CSE/ISE 308
Fall 2004
Stony Brook
Software Engineering
Annie Liu
Assignment 3
Handout A3
Sept. 14, 2004
Due Sept. 21

Group Project Plan; What I Did

This assignment has two parts.

Part 1. Group Project Plan

Each group is asked to write a plan for the group project. Here are a number of items that should be included in the plan.

1. What are all the tasks that need to be performed?

Certainly this should contain all the phases from requirement analysis to system delivery.

Orthogonally, each group is asked to divide its project into a set of minimum functionalities / features, each as small as possible. The goal is to enable them to be added incrementally, so you could always have a deliverable in the shortest time possible.

2. How are all the tasks related?

This should include in particular how all the functionalities relate to each other. Include all the dependencies. This will allow you to easily see what the next possible functionality / feature / increment is at any point, to schedule tasks following the dependencies, and to schedule independent tasks to be done in parallel.

3. What all the roles of each person in the group?

Each person can take multiple roles. For learning purposes, each person should take as many roles as possible; these can be various different roles for producing various different features. The overall tasks of all the members should be as balanced as possible, since group members will get the same points for work on the group project (except in special rare circumstances).

You could indeed take into account personal constraints. For example, a member could do relatively less work on the week of his/her other midterms.

4. Make a complete schedule of all the tasks.

You could have different member take care of different features (so tasks can be carried out in parallel for independent features) or have difference members take care the same phase of all features (so tasks can be carried out in pipelined fashion by multiple members), or more likely, use some combination in between these two extremes.

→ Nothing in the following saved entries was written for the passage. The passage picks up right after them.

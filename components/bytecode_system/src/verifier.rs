//! Load-time operand verification
//!
//! Runs once when a chunk is loaded so the dispatch loop can index
//! registers, constants and nested functions without further checks.

use thiserror::Error;

use crate::chunk::BytecodeChunk;
use crate::constant::Constant;
use crate::opcode::Opcode;

/// A verification failure, naming the function and instruction address
#[derive(Debug, Clone, PartialEq, Eq, Error)]
pub enum VerifyError {
    /// Register operand outside the declared register file
    #[error("{function}@{pc}: register r{register} out of range (register_count {count})")]
    RegisterOutOfRange {
        /// Function name
        function: String,
        /// Instruction address
        pc: usize,
        /// Offending register
        register: u32,
        /// Declared register count
        count: u32,
    },
    /// Constant index outside the constant pool
    #[error("{function}@{pc}: constant #{index} out of range")]
    ConstantOutOfRange {
        /// Function name
        function: String,
        /// Instruction address
        pc: usize,
        /// Offending index
        index: u32,
    },
    /// Name operand that is not a string constant
    #[error("{function}@{pc}: name operand #{index} is not a string constant")]
    NameNotString {
        /// Function name
        function: String,
        /// Instruction address
        pc: usize,
        /// Offending index
        index: u32,
    },
    /// Jump, exit or handler target outside the instruction list
    #[error("{function}@{pc}: target {target} out of range")]
    TargetOutOfRange {
        /// Function name
        function: String,
        /// Instruction address
        pc: usize,
        /// Offending target
        target: usize,
    },
    /// `ForIter` exit or `PushTry` handler that does not point forward
    #[error("{function}@{pc}: {opcode} target {target} must point forward")]
    BackwardTarget {
        /// Function name
        function: String,
        /// Instruction address
        pc: usize,
        /// Mnemonic of the instruction
        opcode: &'static str,
        /// Offending target
        target: usize,
    },
    /// Nested function index outside the chunk's nested functions
    #[error("{function}@{pc}: nested function {index} out of range")]
    FunctionOutOfRange {
        /// Function name
        function: String,
        /// Instruction address
        pc: usize,
        /// Offending index
        index: u32,
    },
    /// More parameters than registers
    #[error("{function}: param_count {params} exceeds register_count {registers}")]
    TooManyParams {
        /// Function name
        function: String,
        /// Declared parameters
        params: u32,
        /// Declared registers
        registers: u32,
    },
}

/// Verify `chunk` and, recursively, its nested functions
pub fn verify(chunk: &BytecodeChunk) -> Result<(), VerifyError> {
    let function = || chunk.name.clone();
    if chunk.param_count > chunk.register_count {
        return Err(VerifyError::TooManyParams {
            function: function(),
            params: chunk.param_count,
            registers: chunk.register_count,
        });
    }

    let len = chunk.instructions.len();
    for (pc, inst) in chunk.instructions.iter().enumerate() {
        let op = &inst.opcode;

        let mut bad_register = None;
        op.for_each_register(|r| {
            if r.0 >= chunk.register_count && bad_register.is_none() {
                bad_register = Some(r.0);
            }
        });
        if let Some(register) = bad_register {
            return Err(VerifyError::RegisterOutOfRange {
                function: function(),
                pc,
                register,
                count: chunk.register_count,
            });
        }

        if let Opcode::LoadConst { index, .. } = *op {
            if index as usize >= chunk.constants.len() {
                return Err(VerifyError::ConstantOutOfRange {
                    function: function(),
                    pc,
                    index,
                });
            }
        }

        if let Some(index) = op.name_operand() {
            match chunk.constants.get(index as usize) {
                Some(Constant::Str(_)) => {}
                Some(_) => {
                    return Err(VerifyError::NameNotString {
                        function: function(),
                        pc,
                        index,
                    })
                }
                None => {
                    return Err(VerifyError::ConstantOutOfRange {
                        function: function(),
                        pc,
                        index,
                    })
                }
            }
        }

        if let Some(target) = op.branch_target() {
            if target >= len {
                return Err(VerifyError::TargetOutOfRange {
                    function: function(),
                    pc,
                    target,
                });
            }
            let forward_only = matches!(op, Opcode::ForIter { .. } | Opcode::PushTry { .. });
            if forward_only && target <= pc {
                return Err(VerifyError::BackwardTarget {
                    function: function(),
                    pc,
                    opcode: op.mnemonic(),
                    target,
                });
            }
        }

        if let Opcode::MakeFunction { function: index, .. } = *op {
            if index as usize >= chunk.nested_functions.len() {
                return Err(VerifyError::FunctionOutOfRange {
                    function: function(),
                    pc,
                    index,
                });
            }
        }
    }

    for nested in &chunk.nested_functions {
        verify(nested)?;
    }
    Ok(())
}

In all cases, make sure you give enough time for putting features together and for transition between the phases.

Make sure your plan include the activities of evaluating progress and revising the plan itself.

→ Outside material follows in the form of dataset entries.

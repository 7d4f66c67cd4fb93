//! Tests for Instruction and SourcePosition

use bytecode_system::{Instruction, Opcode, SourcePosition};

#[test]
fn test_instruction_serializes_without_empty_position() {
    let inst = Instruction::new(Opcode::ReturnNone);
    let json = serde_json::to_string(&inst).unwrap();
    assert_eq!(json, r#"{"opcode":"ReturnNone"}"#);
    let back: Instruction = serde_json::from_str(&json).unwrap();
    assert_eq!(back, inst);
}

#[test]
fn test_instruction_position_round_trip() {
    let inst = Instruction::with_position(Opcode::Nop, SourcePosition::new(7, 3));
    let json = serde_json::to_string(&inst).unwrap();
    let back: Instruction = serde_json::from_str(&json).unwrap();
    assert_eq!(back.source_position, Some(SourcePosition::new(7, 3)));
}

The project deadline is the last class of the semester. Plan enough time for testing, documentation, delivery (posting on web), and other related activities (preparing demo, preparing presentation, etc.). You may also consult the course outline for related schedules.

The above is a set of basic requirements that emphasize incremental and iterative development. Your plan should be as complete as it can reasonably be at this point. It should include items like what language to use for implementation, what database to use if one is needed, whether to prototype certain features first, when to make necessary decisions if not made yet, etc. Reference Chapters 3 and 14 of the textbook to help understand some of the issues relevant to project planning and management.

Part 2. What I did

Describe what you did for the course this week, as in Part 3 of Assignment 1.

Bonus

1. Of course, your project plan needs to be based on the project description you wrote last week. You can see now that if you have a more precise project description, well thought out last week, then planning is easier. If you do want to improve your project description, then state your problem from before and your fix now, and add them (together with the date of the addition) explicitly at the end of your project description page. Include the addition also in your handin, and you will get extra credit for the improvement.

2. As in the Bonus part of Assignment 1.

Handins

For Part 1, each group is asked to hand in a printout in class. For Part 2, each person is asked to hand in a separate printout in class.

Grading

This assignment is worth about 4% of the course grade. Each of the two parts is worth 90 and 10% of the grade, respectively.